Is anyone watching the HBO miniseries John Adams?  Historical pieces like this are always fascinating, even if only to make tangible the oftentimes turgid and dry history found in the pages of high school textbooks.  Based on the biography of same title by of David McCullough, the miniseries stars Paul Giamatti as John Adams and Laura Linney as his wife, Abigail Adams.  Perhaps as a miscarriage of history, more Americans seem to be familiar with Abigail Adams as the Second First Lady and a documentarian of the Revolutionary War than know her husband as our nation's first Vice President and second President.



My feelings on the man have always been ambivalent.  He was brilliant, ambitious, and principled -- living up to our grandiose notions of our Founding Fathers.  But he also suffered from the very mortal shortcomings of pettiness, pomposity, and envy.   He made few friends, and many enemies.  Without him and his "corraling of cats" during the first and second Continental Congresses (something that must be done with liberal thinkers from time to time), it is doubtful that a formal Declaration of Independence would have been drafted, much less unanimously adopted by the colonies.  But he is also infamous for his bellicose conflation of the XYZ Affair, his fanning of war fever and manipulation of public opinion for political gain (sound familiar?), and the subsequent passage of the much declaimed Alien and Sedition Acts.  It should be noted that Adams neither crafted nor advocated for the Alien and Sedition Acts, but he did sign them into law.



Adams, a Federalist, lost the election of 1800 to his Vice President, Thomas Jefferson, the leader of the opposition Democratic-Republican Party.  Bitter and defeated, Adams left political life and returned to his lifelong home in Quincey, Massachusetts.  He did not even attend his rival's inauguration.  Much later, the two men reconciled and became friends until their death on the same day, on Independence Day, July 4, 1826.  The correspondence between Adams and Jefferson during their post-presidency days is celebrated today as a window into the hearts and minds of two of our most famous patiots, and an invaluable reference for constitutional scholars.
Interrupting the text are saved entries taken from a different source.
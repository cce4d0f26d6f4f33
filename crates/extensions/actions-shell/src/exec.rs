//! `shell.exec`.

use std::collections::VecDeque;
use std::io;
use std::process::Stdio;
use std::sync::Arc;
use std::time::Duration;

use async_trait::async_trait;
use serde::{Deserialize, Serialize};
use tokio::io::{AsyncRead, AsyncReadExt};
use tokio::process::Command;
use tokio::time::timeout;
use tracing::{debug, warn};

use aether_actions_files::Sandbox;
use aether_protocols::{ActionError, HandlerContext, TaskHandler};

/// Which programs may run and how much output is kept.
#[derive(Debug, Clone)]
pub struct ShellPolicy {
    allowed: Vec<String>,
    tail_chars: usize,
}

impl ShellPolicy {
    pub fn new(allowed: Vec<String>, tail_chars: usize) -> Self {
        Self {
            allowed,
            tail_chars,
        }
    }

    pub fn is_allowed(&self, program: &str) -> bool {
        self.allowed.iter().any(|a| a == program)
    }

    pub fn allowed(&self) -> &[String] {
        &self.allowed
    }
}

#[derive(Debug, Clone, PartialEq, Serialize, Deserialize)]
pub struct ShellResult {
    /// Exit status was zero.
    pub ok: bool,
    /// `None` when the process was ended by a signal.
    pub exit_code: Option<i32>,
    pub stdout_tail: String,
    pub stderr_tail: String,
    pub argv: Vec<String>,
}

/// Last `max` characters of `s`.
pub fn tail_chars(s: &str, max: usize) -> String {
    let count = s.chars().count();
    if count <= max {
        return s.to_string();
    }
    s.chars().skip(count - max).collect()
}

/// Bytes to retain so `max_chars` whole characters survive a cut that
/// lands inside a multi-byte sequence.
fn tail_byte_cap(max_chars: usize) -> usize {
    max_chars.saturating_add(1).saturating_mul(4)
}

/// Drain `reader`, keeping only its last `max_bytes` bytes.
pub async fn read_tail<R: AsyncRead + Unpin>(
    reader: Option<R>,
    max_bytes: usize,
) -> io::Result<Vec<u8>> {
    let Some(mut reader) = reader else {
        return Ok(Vec::new());
    };
    let mut tail = VecDeque::new();
    let mut chunk = [0u8; 8192];
    loop {
        let n = reader.read(&mut chunk).await?;
        if n == 0 {
            break;
        }
        tail.extend(&chunk[..n]);
        let excess = tail.len().saturating_sub(max_bytes);
        if excess > 0 {
            tail.drain(..excess);
        }
    }
    Ok(tail.into())
}

/// Run `argv` inside the sandbox.
///
/// `argv[0]` must be on the allowlist; otherwise nothing is spawned. The
/// child is killed when `timeout_s` expires. A non-zero exit is reported in
/// the result, not as an error.
pub async fn shell(
    policy: &ShellPolicy,
    sandbox: &Sandbox,
    argv: &[String],
    timeout_s: u64,
    cwd_relative: &str,
) -> Result<ShellResult, ActionError> {
    let Some(program) = argv.first() else {
        return Err(ActionError::Policy("Empty command".to_string()));
    };
    if !policy.is_allowed(program) {
        return Err(ActionError::Policy(format!("Command not allowed: {}", program)));
    }

    let cwd = sandbox.resolve(cwd_relative)?;

    let mut child = Command::new(program)
        .args(&argv[1..])
        .current_dir(&cwd)
        .stdin(Stdio::null())
        .stdout(Stdio::piped())
        .stderr(Stdio::piped())
        .kill_on_drop(true)
        .spawn()?;

    debug!(program = %program, cwd = %cwd.display(), "Spawned process");

    let cap = tail_byte_cap(policy.tail_chars);
    let stdout = child.stdout.take();
    let stderr = child.stderr.take();
    let run = async {
        tokio::try_join!(
            read_tail(stdout, cap),
            read_tail(stderr, cap),
            child.wait()
        )
    };

    // On expiry the child is dropped on return, which kills it.
    let (stdout, stderr, status) = match timeout(Duration::from_secs(timeout_s), run).await {
        Ok(output) => output?,
        Err(_) => {
            warn!(program = %program, timeout_s, "Process timed out and was killed");
            return Err(ActionError::Timeout(timeout_s));
        }
    };

    let stdout = String::from_utf8_lossy(&stdout);
    let stderr = String::from_utf8_lossy(&stderr);

    Ok(ShellResult {
        ok: status.success(),
        exit_code: status.code(),
        stdout_tail: tail_chars(&stdout, policy.tail_chars),
        stderr_tail: tail_chars(&stderr, policy.tail_chars),
        argv: argv.to_vec(),
    })
}

#[derive(Debug, Deserialize)]
struct ExecParams {
    #[serde(alias = "argv")]
    cmd: Vec<String>,
    #[serde(default)]
    cwd_rel: String,
}

/// Task handler for `shell.exec`.
pub struct ShellExecHandler {
    policy: Arc<ShellPolicy>,
    sandbox: Arc<Sandbox>,
}

impl ShellExecHandler {
    pub fn new(policy: Arc<ShellPolicy>, sandbox: Arc<Sandbox>) -> Self {
        Self { policy, sandbox }
    }
}

#[async_trait]
impl TaskHandler for ShellExecHandler {
    fn task_type(&self) -> &str {
        "shell.exec"
    }

    async fn handle(
        &self,
        payload: serde_json::Value,
        ctx: HandlerContext,
    ) -> Result<serde_json::Value, ActionError> {
        let params: ExecParams = serde_json::from_value(payload)
            .map_err(|e| ActionError::InvalidPayload(e.to_string()))?;

        let result = shell(
            &self.policy,
            &self.sandbox,
            &params.cmd,
            ctx.timeout_s,
            &params.cwd_rel,
        )
        .await?;

        serde_json::to_value(&result).map_err(|e| ActionError::ExecutionFailed(e.to_string()))
    }
}

#[cfg(test)]
#[path = "exec_tests.rs"]
mod tests;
So far only three of the seven miniseries episodes have aired, and it seems that artistic license may have overridden historical fact, either during the writing of the book, or its translation to the screenplay.  Benjamin Franklin is presented as a scene-stealing coarse-mannered dilettante, and Thomas Jefferson is portrayed as aloof and arrogant.  Nonetheless, it's about time that a historical figure as important as John Adams got some exposure in the limelight.  At least name a beer after him for heaven's sake, like the honor bestowed upon his more affable cousin.